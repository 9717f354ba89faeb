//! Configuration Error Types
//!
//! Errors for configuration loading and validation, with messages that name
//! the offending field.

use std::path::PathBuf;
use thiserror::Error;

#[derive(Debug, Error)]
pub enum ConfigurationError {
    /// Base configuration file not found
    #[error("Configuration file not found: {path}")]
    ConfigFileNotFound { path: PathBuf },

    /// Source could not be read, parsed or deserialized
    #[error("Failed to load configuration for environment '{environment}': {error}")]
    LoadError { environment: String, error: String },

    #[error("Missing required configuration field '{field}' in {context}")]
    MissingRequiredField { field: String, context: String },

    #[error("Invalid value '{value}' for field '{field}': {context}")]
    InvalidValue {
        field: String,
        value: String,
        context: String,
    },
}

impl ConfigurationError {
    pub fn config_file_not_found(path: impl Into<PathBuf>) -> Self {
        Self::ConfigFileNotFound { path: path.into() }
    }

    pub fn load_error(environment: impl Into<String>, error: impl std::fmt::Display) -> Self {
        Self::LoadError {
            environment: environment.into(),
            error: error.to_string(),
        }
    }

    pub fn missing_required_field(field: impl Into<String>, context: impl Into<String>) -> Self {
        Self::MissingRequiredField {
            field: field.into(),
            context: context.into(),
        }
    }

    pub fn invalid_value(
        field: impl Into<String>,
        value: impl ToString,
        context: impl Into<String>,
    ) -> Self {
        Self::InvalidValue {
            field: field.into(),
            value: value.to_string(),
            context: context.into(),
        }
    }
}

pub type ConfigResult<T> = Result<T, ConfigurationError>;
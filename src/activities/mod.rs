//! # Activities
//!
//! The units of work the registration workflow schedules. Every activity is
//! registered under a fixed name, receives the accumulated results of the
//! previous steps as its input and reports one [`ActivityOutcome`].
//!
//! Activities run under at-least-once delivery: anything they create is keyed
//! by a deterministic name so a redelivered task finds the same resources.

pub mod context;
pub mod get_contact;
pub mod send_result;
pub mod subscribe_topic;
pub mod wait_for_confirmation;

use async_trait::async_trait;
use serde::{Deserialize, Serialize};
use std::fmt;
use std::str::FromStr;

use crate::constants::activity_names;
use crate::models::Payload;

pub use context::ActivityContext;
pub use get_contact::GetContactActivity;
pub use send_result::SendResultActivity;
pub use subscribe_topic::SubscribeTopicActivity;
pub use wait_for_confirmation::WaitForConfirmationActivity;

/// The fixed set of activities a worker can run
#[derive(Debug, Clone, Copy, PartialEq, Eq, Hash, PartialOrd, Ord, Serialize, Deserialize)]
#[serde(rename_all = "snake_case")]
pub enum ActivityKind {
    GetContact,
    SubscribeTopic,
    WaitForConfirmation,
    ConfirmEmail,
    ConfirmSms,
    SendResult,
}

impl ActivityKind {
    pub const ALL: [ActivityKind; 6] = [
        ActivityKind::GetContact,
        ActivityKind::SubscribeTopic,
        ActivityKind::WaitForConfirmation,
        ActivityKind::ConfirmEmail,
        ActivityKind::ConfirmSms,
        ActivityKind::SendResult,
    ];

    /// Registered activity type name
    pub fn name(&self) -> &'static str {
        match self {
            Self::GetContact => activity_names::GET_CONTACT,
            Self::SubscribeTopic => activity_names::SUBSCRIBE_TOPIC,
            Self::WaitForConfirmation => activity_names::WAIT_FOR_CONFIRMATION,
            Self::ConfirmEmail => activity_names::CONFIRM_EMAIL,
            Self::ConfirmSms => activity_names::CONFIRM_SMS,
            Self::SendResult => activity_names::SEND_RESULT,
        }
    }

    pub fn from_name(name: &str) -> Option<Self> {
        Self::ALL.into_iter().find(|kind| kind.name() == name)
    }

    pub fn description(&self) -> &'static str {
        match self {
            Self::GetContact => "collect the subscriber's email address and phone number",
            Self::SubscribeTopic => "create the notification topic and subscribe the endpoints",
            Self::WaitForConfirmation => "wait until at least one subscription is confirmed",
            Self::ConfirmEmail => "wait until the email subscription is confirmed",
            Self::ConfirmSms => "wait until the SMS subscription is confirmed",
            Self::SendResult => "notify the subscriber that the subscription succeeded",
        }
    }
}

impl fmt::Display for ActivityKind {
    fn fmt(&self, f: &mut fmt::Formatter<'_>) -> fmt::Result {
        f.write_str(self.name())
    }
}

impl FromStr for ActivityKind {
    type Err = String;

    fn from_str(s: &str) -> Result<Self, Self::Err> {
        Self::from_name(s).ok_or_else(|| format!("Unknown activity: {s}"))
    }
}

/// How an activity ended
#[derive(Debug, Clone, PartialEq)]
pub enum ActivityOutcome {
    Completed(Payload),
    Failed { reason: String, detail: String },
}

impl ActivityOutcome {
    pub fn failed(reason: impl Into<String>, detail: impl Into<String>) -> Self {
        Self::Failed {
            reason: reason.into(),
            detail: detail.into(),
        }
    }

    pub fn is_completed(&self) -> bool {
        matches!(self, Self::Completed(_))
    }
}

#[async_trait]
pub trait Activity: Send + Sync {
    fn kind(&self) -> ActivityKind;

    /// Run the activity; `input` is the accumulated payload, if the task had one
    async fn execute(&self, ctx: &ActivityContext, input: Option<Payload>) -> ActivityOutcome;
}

------------------------------------------------------------

_Exercise details_: Every line in the records has to be written out again exactly.

_Exercise response_:
repository 9717f354ba89faeb
//! Configuration Error Types
//!
//! Errors for configuration loading and validation, with messages that name
//! the offending field.

use std::path::PathBuf;
use thiserror::Error;

#[derive(Debug, Error)]
pub enum ConfigurationError {
    /// Base configuration file not found
    #[error("Configuration file not found: {path}")]
    ConfigFileNotFound { path: PathBuf },

    /// Source could not be read, parsed or deserialized
    #[error("Failed to load configuration for environment '{environment}': {error}")]
    LoadError { environment: String, error: String },

    #[error("Missing required configuration field '{field}' in {context}")]
    MissingRequiredField { field: String, context: String },

    #[error("Invalid value '{value}' for field '{field}': {context}")]
    InvalidValue {
        field: String,
        value: String,
        context: String,
    },
}

impl ConfigurationError {
    pub fn config_file_not_found(path: impl Into<PathBuf>) -> Self {
        Self::ConfigFileNotFound { path: path.into() }
    }

    pub fn load_error(environment: impl Into<String>, error: impl std::fmt::Display) -> Self {
        Self::LoadError {
            environment: environment.into(),
            error: error.to_string(),
        }
    }

    pub fn missing_required_field(field: impl Into<String>, context: impl Into<String>) -> Self {
        Self::MissingRequiredField {
            field: field.into(),
            context: context.into(),
        }
    }

    pub fn invalid_value(
        field: impl Into<String>,
        value: impl ToString,
        context: impl Into<String>,
    ) -> Self {
        Self::InvalidValue {
            field: field.into(),
            value: value.to_string(),
            context: context.into(),
        }
    }
}

pub type ConfigResult<T> = Result<T, ConfigurationError>;
filename src/activities/mod.rs
//! # Activities
//!
//! The units of work the registration workflow schedules. Every activity is
//! registered under a fixed name, receives the accumulated results of the
//! previous steps as its input and reports one [`ActivityOutcome`].
//!
//! Activities run under at-least-once delivery: anything they create is keyed
//! by a deterministic name so a redelivered task finds the same resources.

pub mod context;
pub mod get_contact;
pub mod send_result;
pub mod subscribe_topic;
pub mod wait_for_confirmation;

use async_trait::async_trait;
use serde::{Deserialize, Serialize};
use std::fmt;
use std::str::FromStr;

use crate::constants::activity_names;
use crate::models::Payload;

pub use context::ActivityContext;
pub use get_contact::GetContactActivity;
pub use send_result::SendResultActivity;
pub use subscribe_topic::SubscribeTopicActivity;
pub use wait_for_confirmation::WaitForConfirmationActivity;

/// The fixed set of activities a worker can run
#[derive(Debug, Clone, Copy, PartialEq, Eq, Hash, PartialOrd, Ord, Serialize, Deserialize)]
#[serde(rename_all = "snake_case")]
pub enum ActivityKind {
    GetContact,
    SubscribeTopic,
    WaitForConfirmation,
    ConfirmEmail,
    ConfirmSms,
    SendResult,
}

impl ActivityKind {
    pub const ALL: [ActivityKind; 6] = [
        ActivityKind::GetContact,
        ActivityKind::SubscribeTopic,
        ActivityKind::WaitForConfirmation,
        ActivityKind::ConfirmEmail,
        ActivityKind::ConfirmSms,
        ActivityKind::SendResult,
    ];

    /// Registered activity type name
    pub fn name(&self) -> &'static str {
        match self {
            Self::GetContact => activity_names::GET_CONTACT,
            Self::SubscribeTopic => activity_names::SUBSCRIBE_TOPIC,
            Self::WaitForConfirmation => activity_names::WAIT_FOR_CONFIRMATION,
            Self::ConfirmEmail => activity_names::CONFIRM_EMAIL,
            Self::ConfirmSms => activity_names::CONFIRM_SMS,
            Self::SendResult => activity_names::SEND_RESULT,
        }
    }

    pub fn from_name(name: &str) -> Option<Self> {
        Self::ALL.into_iter().find(|kind| kind.name() == name)
    }

    pub fn description(&self) -> &'static str {
        match self {
            Self::GetContact => "collect the subscriber's email address and phone number",
            Self::SubscribeTopic => "create the notification topic and subscribe the endpoints",
            Self::WaitForConfirmation => "wait until at least one subscription is confirmed",
            Self::ConfirmEmail => "wait until the email subscription is confirmed",
            Self::ConfirmSms => "wait until the SMS subscription is confirmed",
            Self::SendResult => "notify the subscriber that the subscription succeeded",
        }
    }
}

impl fmt::Display for ActivityKind {
    fn fmt(&self, f: &mut fmt::Formatter<'_>) -> fmt::Result {
        f.write_str(self.name())
    }
}

impl FromStr for ActivityKind {
    type Err = String;

    fn from_str(s: &str) -> Result<Self, Self::Err> {
        Self::from_name(s).ok_or_else(|| format!("Unknown activity: {s}"))
    }
}

/// How an activity ended
#[derive(Debug, Clone, PartialEq)]
pub enum ActivityOutcome {
    Completed(Payload),
    Failed { reason: String, detail: String },
}

impl ActivityOutcome {
    pub fn failed(reason: impl Into<String>, detail: impl Into<String>) -> Self {
        Self::Failed {
            reason: reason.into(),
            detail: detail.into(),
        }
    }

    pub fn is_completed(&self) -> bool {
        matches!(self, Self::Completed(_))
    }
}

#[async_trait]
pub trait Activity: Send + Sync {
    fn kind(&self) -> ActivityKind;

    /// Run the activity; `input` is the accumulated payload, if the task had one
    async fn execute(&self, ctx: &ActivityContext, input: Option<Payload>) -> ActivityOutcome;
}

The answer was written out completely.